The prototype tested by KitSat – Courtesy: KitSat
The University of Kyoto, in collaboration with Sumitomo Forestry, is developing a satellite made of wood, whose release is scheduled for 2023. LignoSat is destined to incinerate itself at the end of its mission by re-entering the atmosphere, thus avoiding accumulation of further debris into Earth’s orbit while limiting the amount of toxic particles released during combustion.
Satellite concept- Courtesy: Sumitomo Forestry
This is not the first space object designed in wood: the first Ranger program, developed by NASA in early 1960s, already included balsa wood structures on the Moon (which never came into operation due to the mission failure).
Per le missioni For the Ranger missions (1961-1965) a balsa impact limiter was built, designed to protect the lunar instruments.

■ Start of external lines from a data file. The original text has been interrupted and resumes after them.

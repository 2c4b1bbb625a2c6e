use anyhow::{anyhow, Result};
use chrono::{DateTime, Utc};
use serde::{Deserialize, Serialize};
use std::env;
use std::time::Duration;
use thiserror::Error;

const DEFAULT_DATABASE_URL: &str = "sqlite:./data/wedding.db";

#[derive(Debug, Clone)]
pub struct Config {
    pub telegram_bot_token: String,
    pub database_url: String,
    pub http_port: u16,
    /// Telegram user ids allowed to run admin commands (`/broadcast`, `/enhanced`, ...)
    pub admin_user_ids: Vec<i64>,
    pub event: EventConfig,
    pub broadcast: BroadcastConfig,
}

impl Config {
    pub fn from_env() -> Result<Self> {
        let token = env::var("TELEGRAM_BOT_TOKEN")
            .map_err(|_| anyhow!("TELEGRAM_BOT_TOKEN must be set"))?;

        if token.trim().is_empty() {
            return Err(anyhow!("TELEGRAM_BOT_TOKEN must be set"));
        }

        let database_url = env::var("DATABASE_URL")
            .unwrap_or_else(|_| DEFAULT_DATABASE_URL.to_string());
        let database_url = if database_url.trim().is_empty() {
            DEFAULT_DATABASE_URL.to_string()
        } else {
            database_url
        };

        let port_str = env::var("HTTP_PORT")
            .unwrap_or_else(|_| "3000".to_string());
        let http_port = port_str.trim()
            .parse()
            .map_err(|_| anyhow!("Invalid HTTP_PORT"))?;

        let admin_user_ids = match env::var("ADMIN_USER_IDS") {
            Ok(raw) => parse_admin_ids(&raw)?,
            Err(_) => Vec::new(),
        };

        let broadcast = BroadcastConfig::merge(
            &BroadcastConfig::default(),
            &BroadcastConfigOverrides::from_env(),
        );

        Ok(Config {
            telegram_bot_token: token,
            database_url,
            http_port,
            admin_user_ids,
            event: EventConfig::from_env()?,
            broadcast,
        })
    }

    pub fn is_admin(&self, user_id: i64) -> bool {
        self.admin_user_ids.contains(&user_id)
    }
}

fn parse_admin_ids(raw: &str) -> Result<Vec<i64>> {
    raw.split(',')
        .map(str::trim)
        .filter(|s| !s.is_empty())
        .map(|s| s.parse::<i64>().map_err(|_| anyhow!("Invalid ADMIN_USER_IDS entry: {}", s)))
        .collect()
}

/// Static facts about the wedding, served by the content provider and used for reminders.
#[derive(Debug, Clone, Serialize, Deserialize)]
pub struct EventConfig {
    pub title: String,
    pub date: Option<DateTime<Utc>>,
    pub venue: String,
    pub address: String,
    pub dress_code: Option<String>,
    pub useful_info: Vec<String>,
}

impl Default for EventConfig {
    fn default() -> Self {
        Self {
            title: "Our Wedding".to_string(),
            date: None,
            venue: "To be announced".to_string(),
            address: "To be announced".to_string(),
            dress_code: None,
            useful_info: Vec::new(),
        }
    }
}

impl EventConfig {
    pub fn from_env() -> Result<Self> {
        let defaults = Self::default();

        let date = match env::var("EVENT_DATE") {
            Ok(raw) if !raw.trim().is_empty() => Some(
                DateTime::parse_from_rfc3339(raw.trim())
                    .map_err(|_| anyhow!("Invalid EVENT_DATE, expected RFC3339"))?
                    .with_timezone(&Utc),
            ),
            _ => None,
        };

        let useful_info = env::var("EVENT_USEFUL_INFO")
            .map(|raw| {
                raw.split('|')
                    .map(|s| s.trim().to_string())
                    .filter(|s| !s.is_empty())
                    .collect()
            })
            .unwrap_or_default();

        Ok(Self {
            title: non_empty_var("EVENT_TITLE").unwrap_or(defaults.title),
            date,
            venue: non_empty_var("EVENT_VENUE").unwrap_or(defaults.venue),
            address: non_empty_var("EVENT_ADDRESS").unwrap_or(defaults.address),
            dress_code: non_empty_var("EVENT_DRESS_CODE"),
            useful_info,
        })
    }
}

fn non_empty_var(key: &str) -> Option<String> {
    env::var(key).ok().filter(|v| !v.trim().is_empty())
}

/// Knobs for the broadcast engine, the follow-up sequence and the coordinator.
#[derive(Debug, Clone, PartialEq, Serialize, Deserialize)]
pub struct BroadcastConfig {
    /// Recipients per concurrent send batch.
    pub batch_size: usize,
    /// Delay before every non-first send inside a batch.
    pub message_delay_ms: u64,
    /// Delay between sends when retrying failed deliveries.
    pub retry_delay_ms: u64,
    /// Pause between consecutive steps of one user's follow-up sequence.
    pub sequence_delay_ms: u64,
    /// Users whose follow-up sequences run concurrently.
    pub max_users_per_batch: usize,
    /// Pause between follow-up sequence batches.
    pub batch_processing_delay_ms: u64,
    /// Upper bound on a single sequence step.
    pub sequence_timeout_ms: u64,
    /// Users scoring below this are left out of the enhanced audience.
    pub min_eligibility_score: u8,
    pub send_useful_info: bool,
    pub send_event_details: bool,
    pub send_menu_trigger: bool,
}

impl Default for BroadcastConfig {
    fn default() -> Self {
        Self {
            batch_size: 30,
            message_delay_ms: 100,
            retry_delay_ms: 1000,
            sequence_delay_ms: 2000,
            max_users_per_batch: 10,
            batch_processing_delay_ms: 5000,
            sequence_timeout_ms: 30_000,
            min_eligibility_score: 0,
            send_useful_info: true,
            send_event_details: true,
            send_menu_trigger: true,
        }
    }
}

#[derive(Debug, Error, PartialEq)]
pub enum ConfigError {
    #[error("invalid broadcast configuration: {}", .0.join("; "))]
    Invalid(Vec<String>),
}

impl BroadcastConfig {
    /// Returns `base` with every field present in `overrides` replaced.
    pub fn merge(base: &BroadcastConfig, overrides: &BroadcastConfigOverrides) -> BroadcastConfig {
        BroadcastConfig {
            batch_size: overrides.batch_size.unwrap_or(base.batch_size),
            message_delay_ms: overrides.message_delay_ms.unwrap_or(base.message_delay_ms),
            retry_delay_ms: overrides.retry_delay_ms.unwrap_or(base.retry_delay_ms),
            sequence_delay_ms: overrides.sequence_delay_ms.unwrap_or(base.sequence_delay_ms),
            max_users_per_batch: overrides.max_users_per_batch.unwrap_or(base.max_users_per_batch),
            batch_processing_delay_ms: overrides
                .batch_processing_delay_ms
                .unwrap_or(base.batch_processing_delay_ms),
            sequence_timeout_ms: overrides.sequence_timeout_ms.unwrap_or(base.sequence_timeout_ms),
            min_eligibility_score: overrides
                .min_eligibility_score
                .unwrap_or(base.min_eligibility_score),
            send_useful_info: overrides.send_useful_info.unwrap_or(base.send_useful_info),
            send_event_details: overrides.send_event_details.unwrap_or(base.send_event_details),
            send_menu_trigger: overrides.send_menu_trigger.unwrap_or(base.send_menu_trigger),
        }
    }

    pub fn validate(&self) -> Result<(), ConfigError> {
        let mut problems = Vec::new();

        if self.batch_size == 0 {
            problems.push("batch_size must be greater than zero".to_string());
        }
        if self.max_users_per_batch == 0 {
            problems.push("max_users_per_batch must be greater than zero".to_string());
        }
        if self.min_eligibility_score > 100 {
            problems.push("min_eligibility_score must be between 0 and 100".to_string());
        }
        if self.sequence_timeout_ms == 0 {
            problems.push("sequence_timeout_ms must be greater than zero".to_string());
        }
        // Telegram allows roughly 30 messages per second across chats
        if self.batch_size > 30 && self.message_delay_ms == 0 {
            problems.push("batch_size above 30 requires a non-zero message_delay_ms".to_string());
        }

        if problems.is_empty() {
            Ok(())
        } else {
            Err(ConfigError::Invalid(problems))
        }
    }

    pub fn message_delay(&self) -> Duration {
        Duration::from_millis(self.message_delay_ms)
    }

    pub fn retry_delay(&self) -> Duration {
        Duration::from_millis(self.retry_delay_ms)
    }

    pub fn sequence_delay(&self) -> Duration {
        Duration::from_millis(self.sequence_delay_ms)
    }

    pub fn batch_processing_delay(&self) -> Duration {
        Duration::from_millis(self.batch_processing_delay_ms)
    }

    pub fn sequence_timeout(&self) -> Duration {
        Duration::from_millis(self.sequence_timeout_ms)
    }
}

/// Partial [`BroadcastConfig`]; `None` keeps the base value on merge.
#[derive(Debug, Clone, Default, PartialEq, Serialize, Deserialize)]
pub struct BroadcastConfigOverrides {
    pub batch_size: Option<usize>,
    pub message_delay_ms: Option<u64>,
    pub retry_delay_ms: Option<u64>,
    pub sequence_delay_ms: Option<u64>,
    pub max_users_per_batch: Option<usize>,
    pub batch_processing_delay_ms: Option<u64>,
    pub sequence_timeout_ms: Option<u64>,
    pub min_eligibility_score: Option<u8>,
    pub send_useful_info: Option<bool>,
    pub send_event_details: Option<bool>,
    pub send_menu_trigger: Option<bool>,
}

impl BroadcastConfigOverrides {
    pub fn from_env() -> Self {
        Self::from_pairs(env::vars())
    }

    /// Builds overrides from `BROADCAST_*` key/value pairs. Unknown keys are ignored,
    /// unparsable values are skipped with a warning.
    pub fn from_pairs<I, K, V>(pairs: I) -> Self
    where
        I: IntoIterator<Item = (K, V)>,
        K: AsRef<str>,
        V: AsRef<str>,
    {
        let mut overrides = Self::default();

        for (key, value) in pairs {
            let key = key.as_ref();
            let value = value.as_ref().trim();
            match key {
                "BROADCAST_BATCH_SIZE" => overrides.batch_size = parse_override(key, value),
                "BROADCAST_MESSAGE_DELAY_MS" => overrides.message_delay_ms = parse_override(key, value),
                "BROADCAST_RETRY_DELAY_MS" => overrides.retry_delay_ms = parse_override(key, value),
                "BROADCAST_SEQUENCE_DELAY_MS" => overrides.sequence_delay_ms = parse_override(key, value),
                "BROADCAST_MAX_USERS_PER_BATCH" => {
                    overrides.max_users_per_batch = parse_override(key, value)
                }
                "BROADCAST_BATCH_PROCESSING_DELAY_MS" => {
                    overrides.batch_processing_delay_ms = parse_override(key, value)
                }
                "BROADCAST_SEQUENCE_TIMEOUT_MS" => {
                    overrides.sequence_timeout_ms = parse_override(key, value)
                }
                "BROADCAST_MIN_ELIGIBILITY_SCORE" => {
                    overrides.min_eligibility_score = parse_override(key, value)
                }
                "BROADCAST_SEND_USEFUL_INFO" => overrides.send_useful_info = parse_flag(key, value),
                "BROADCAST_SEND_EVENT_DETAILS" => overrides.send_event_details = parse_flag(key, value),
                "BROADCAST_SEND_MENU_TRIGGER" => overrides.send_menu_trigger = parse_flag(key, value),
                _ => {}
            }
        }

        overrides
    }
}

fn parse_override<T: std::str::FromStr>(key: &str, value: &str) -> Option<T> {
    match value.parse() {
        Ok(v) => Some(v),
        Err(_) => {
            tracing::warn!("Ignoring invalid value '{}' for {}", value, key);
            None
        }
    }
}

fn parse_flag(key: &str, value: &str) -> Option<bool> {
    match value.to_lowercase().as_str() {
        "1" | "true" | "yes" | "on" => Some(true),
        "0" | "false" | "no" | "off" => Some(false),
        _ => {
            tracing::warn!("Ignoring invalid flag '{}' for {}", value, key);
            None
        }
    }
}

#[cfg(test)]
mod tests {
    use super::*;

    #[test]
    fn test_merge_keeps_base_when_no_overrides() {
        let base = BroadcastConfig::default();
        let merged = BroadcastConfig::merge(&base, &BroadcastConfigOverrides::default());
        assert_eq!(merged, base);
    }

    #[test]
    fn test_from_pairs_parses_known_keys() {
        let overrides = BroadcastConfigOverrides::from_pairs(vec![
            ("BROADCAST_BATCH_SIZE", "5"),
            ("BROADCAST_SEND_MENU_TRIGGER", "off"),
            ("BROADCAST_SEQUENCE_DELAY_MS", "not-a-number"),
            ("UNRELATED", "1"),
        ]);

        assert_eq!(overrides.batch_size, Some(5));
        assert_eq!(overrides.send_menu_trigger, Some(false));
        assert_eq!(overrides.sequence_delay_ms, None);
    }

    #[test]
    fn test_parse_admin_ids() {
        assert_eq!(parse_admin_ids("1, 2,,3").ok(), Some(vec![1, 2, 3]));
        assert!(parse_admin_ids("1,abc").is_err());
    }
}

Finland’s WISA Woodsat is working on a similar project, targeting a launch in 2021. A first prototype, made in collaboration with KitSat and made of birch plywood, made a successful stratospheric flight back in July 2017 and withstood the extreme conditions quite well.
WISA Woodsat rendering – Courtesy Wisaplywood.com
However, wood is a rarely used material in the aerospace industry, for a variety of technical reasons. To begin with, organic matter contains water. In a vacuum, that water escapes and evaporates, which can affect the structure, especially where screws and brackets are attached. While this process takes several weeks, the integrity of the spacecraft could be compromised.
This is why it is very likely that the wood will be treated before launch. The objective of these missions is also to test different types of wood in extreme conditions of temperature and sunlight and to study the changes in the state of woods subjected to different treatments in microgravity conditions, to then translate this knowledge into practical applications of the material. on earth.
There may also be some advantages to encasing mechanical parts in a wooden shell: unlike metal, wood does not block the electromagnetic waves that satellites use to communicate. If so, scientists may be able to protect the antenna and other equipment through the wooden structure.
NASA CGI simulation depicting the amount of debris in low Earth orbit. To date, in addition to millions of fragments, more than 34,000 units of important dimensions, such as rocket modules, and 2,550 disused satellites orbit our planet.